Recordable Injuries – Part 1
This is one of the most challenging safety topics to get correct. It can feel like there is a lot of grey area when deciding what is or isn’t recordable. As the concept of “recordable” filters through the workplace, injuries that should have been reported are usually left off.
For this Toolbox Talk, let’s look at the surface level of injury recording.
If you have 10 employees or more you are legally obligated to record, and then report to OSHA annually.
There are 3 official forms that need to be submitted by March 2nd every year.
- 300 – Log of Work-Related Injury and Illness (all recordable through the year listed here)
- 300A – Summary of Work-Related Injury and Illness (the statistics from 300)
- 301 – Injury and Illness Incident Report (each incident from 300 gets its own 301)
Employers with less than 10 employees are not required to record and report unless directly told to do so by OSHA or the BLS. You are still required to report any incident that resulted in a fatality or hospitalization of 3 or more employees, within 8 hours of the incident.
What is a Recordable injury?
If it results in any of the following: death, days away from work, restricted work or transfer to another job, medical treatment beyond first aid, or loss of consciousness.
If it does not result in death, days away from work, restricted work or job transfer, medical treatment beyond first aid, or loss of consciousness, but was diagnosed by a physician or other licensed health care professional. Such as cancer, silicosis, punctured eardrum, fractured bone, etc.
What is Medical Treatment?
Any inpatient care/procedure. Care that can only be done by a medical professional such as (but not limited to) stitches/staples, hard cast, resetting bones, prescribed physical therapy, chiropractic adjustment, immunization from exposure, treatment from chemical exposure.
What is not a Recordable injury?
Minor injuries that are treated with basic First-Aid do not need to be recorded. For the purposes of record keeping and OSHA Part 1904, first aid is strictly defined as this list.

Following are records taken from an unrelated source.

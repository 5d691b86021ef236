//! Error types for moodlog

use std::path::PathBuf;
use thiserror::Error;

/// Main error type for moodlog application
#[derive(Debug, Error)]
pub enum MoodlogError {
    #[error("Not a moodlog directory: {0}")]
    NotMoodlogDirectory(PathBuf),

    #[error("Entry not found: {0}")]
    EntryNotFound(String),

    #[error("Validation error: {0}")]
    Validation(String),

    #[error("Invalid date: {0}")]
    InvalidDate(String),

    #[error("Storage error: {0}")]
    Storage(String),

    #[error("IO error: {0}")]
    Io(#[from] std::io::Error),

    #[error("JSON error: {0}")]
    Json(#[from] serde_json::Error),

    #[error("Configuration error: {0}")]
    Config(String),

    #[error("TOML deserialization error: {0}")]
    TomlDeserialize(#[from] toml::de::Error),

    #[error("TOML serialization error: {0}")]
    TomlSerialize(#[from] toml::ser::Error),
}

impl MoodlogError {
    /// Get the exit code for this error
    pub fn exit_code(&self) -> i32 {
        match self {
            MoodlogError::NotMoodlogDirectory(_) => 2,
            MoodlogError::EntryNotFound(_) => 3,
            MoodlogError::Validation(_) => 4,
            MoodlogError::InvalidDate(_) => 5,
            _ => 1,
        }
    }

    /// Get a user-friendly error message with suggestions
    pub fn display_with_suggestions(&self) -> String {
        match self {
            MoodlogError::NotMoodlogDirectory(path) => {
                format!(
                    "Not a moodlog directory: {}\n\n\
                    Suggestions:\n\
                    • Run 'moodlog init' in this directory to create a new journal\n\
                    • Navigate to an existing moodlog directory\n\
                    • Set MOODLOG_ROOT environment variable to your journal path",
                    path.display()
                )
            }
            MoodlogError::EntryNotFound(id) => {
                format!(
                    "No journal entry with id '{}'\n\n\
                    Suggestions:\n\
                    • Use 'moodlog list' to see entry ids\n\
                    • Ids are printed by 'moodlog add' when an entry is created",
                    id
                )
            }
            MoodlogError::InvalidDate(input) => {
                format!(
                    "Invalid date: '{}'\n\n\
                    Expected formats:\n\
                    • Day: YYYY-MM-DD (e.g., 2025-01-17)\n\
                    • Month: YYYY-MM (e.g., 2025-01)\n\
                    • Timestamp: RFC 3339 (e.g., 2025-01-17T09:30:00Z)\n\n\
                    Examples:\n\
                    moodlog list --date 2025-01-17\n\
                    moodlog calendar --month 2025-01",
                    input
                )
            }
            MoodlogError::Config(msg) => {
                if msg.contains("Invalid mood") {
                    format!(
                        "{}\n\n\
                        Valid moods: positive, neutral, negative\n\
                        Example: moodlog add --title 'Walk' --content 'Sunny' --mood positive",
                        msg
                    )
                } else if msg.contains("Invalid range") {
                    format!(
                        "{}\n\n\
                        Valid ranges: 7days, 30days, 90days, all\n\
                        Example: moodlog insights --range 90days",
                        msg
                    )
                } else {
                    msg.clone()
                }
            }
            _ => self.to_string(),
        }
    }
}

/// Result type using MoodlogError
pub type Result<T> = std::result::Result<T, MoodlogError>;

- Using a non-prescription medication at nonprescription strength
- Administering tetanus immunizations
- Cleaning, flushing or soaking wounds on the surface of the skin;
- Using wound coverings such as bandages, Band-Aids™, gauze pads, etc.; or using butterfly bandages or Steri-Strips™
- Using hot or cold therapy
- Using any non-rigid means of support, such as elastic bandages, wraps, non-rigid back belts, etc.
- Using temporary immobilization devices while transporting an accident victim
- Drilling of a fingernail or toenail to relieve pressure, or draining fluid from a blister;
- Using eye patches
- Removing foreign bodies from the eye using only irrigation or a cotton swab;
- Removing splinters or foreign material from areas other than the eye by irrigation, tweezers, cotton swabs or other simple means
- Using finger guards
- Using massages (physical therapy or chiropractic treatment are considered medical treatment)
- Drinking fluids for relief of heat stress.
Where do I record?
Internally you should have an email or form that will be kept confidential and be submitted to a person in management in charge of record keeping (HR, office admin, owner, etc). That same person shall designate what reports go onto the official OSHA 300, 300A, and 301 logs that can be updated throughout the year and submitted by March 2nd every year.
Why Employees Should Report
For the purposes of this topic, “reporting” is to a manager and not the official forms.
You were not meant to come to work to be injured. If you get hurt at work, no matter how minor, you should be reporting that to someone in management that has the ability and authority to make a change. “Near Misses” are also important to report, you may not have been injured but if it almost happened to you it could actually happen to someone else. Reporting to management is not the same as Recording on the official injury log.
Minor injuries that are not treated properly can become recordable. Use misses and minor injuries as coach-able moments.
Example 1: Bob cut his finger on the gate on Monday, wipes it off on his pants and continues working. Wednesday it is swollen and painful. Thursday he can’t bend it so he shows his supervisor who sends him to urgent care and gets prescribed an antibiotic. This is now a Recordable Injury because he was seen by a medical professional for treatment beyond first aid.
Example 2: Bob gets a cut on his finger on Monday, cleans it out and uses a Band-Aid, and emails his supervisor “cut my finger today on the gate, cleaned and dressed at the first aid station.” Bob is doing fine on Wednesday and by Thursday he notices his boss made a fix to the gate. Bob has a respect for their company safety procedure and feels no shame reporting his injury, the response he saw from his boss makes him happy he works in a great place.
Questions for you
- Do you know who to report and injury to?
- Is your first aid kit stocked and does everyone know where it is?
- Is your safety culture “judgement free” and reporting confidential?